=== Section Start ===

//! Interaction phase - free actions between battles
//!
//! Players take turns in whatever order the controller picks. Each pick gets
//! exactly one action; passive commands chain until something active, a
//! `change` or a `continue`.

use crate::command::ActionCost;
use crate::controller::{flush, Controller};
use crate::error::ActionError;
use crate::event::GameEvent;
use crate::state::GameState;
use rand::Rng;
use tracing::{debug, info};

/// Run one interaction phase until a player continues or nobody is left
pub fn run_interaction(
    state: &mut GameState,
    controller: &mut impl Controller,
    rng: &mut impl Rng,
) {
    state.emit(GameEvent::InteractionStarted);
    info!("interaction phase started");

    'phase: while !state.living_players().is_empty() {
        flush(state, controller);
        let actor = match controller.select_player(state) {
            Ok(actor) if state.player(actor).is_some() => actor,
            Ok(other) => {
                let error = ActionError::UnknownTarget(state.name_of(other).to_string());
                state.emit(GameEvent::ActionFailed { actor: None, error });
                continue;
            }
            Err(text) => {
                let error = ActionError::UnknownTarget(text);
                state.emit(GameEvent::ActionFailed { actor: None, error });
                continue;
            }
        };

        let Some(player) = state.player_mut(actor) else {
            continue;
        };
        if !player.is_alive() {
            let error = ActionError::Incapacitated(player.name.clone());
            state.emit(GameEvent::ActionFailed {
                actor: Some(actor),
                error,
            });
            continue;
        }
        // Exactly one action, whatever was left over (paralysis included)
        player.budget = 1;
        state.emit(GameEvent::PlayerSelected { actor });
        debug!(player = %state.name_of(actor), "player selected");

        while state.player(actor).is_some_and(|p| p.can_act()) {
            flush(state, controller);
            let command = controller.next_command(state, actor);
            if state.execute(actor, command, rng) == ActionCost::EndPhase {
                break 'phase;
            }
        }
    }

    state.emit(GameEvent::InteractionEnded);
    info!("interaction phase ended");
    flush(state, controller);
}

=== Section End ===

__Prompt__
Extract from the records above the lines from the one containing "let Some(player) = state.player_mut(actor)" to the one containing "while state.player(actor).is_some_and(|p| p.can_act())", both lines included, exactly as they appear and with nothing else.

__Reply__
        let Some(player) = state.player_mut(actor) else {
            continue;
        };
        if !player.is_alive() {
            let error = ActionError::Incapacitated(player.name.clone());
            state.emit(GameEvent::ActionFailed {
                actor: Some(actor),
                error,
            });
            continue;
        }
        // Exactly one action, whatever was left over (paralysis included)
        player.budget = 1;
        state.emit(GameEvent::PlayerSelected { actor });
        debug!(player = %state.name_of(actor), "player selected");

        while state.player(actor).is_some_and(|p| p.can_act()) {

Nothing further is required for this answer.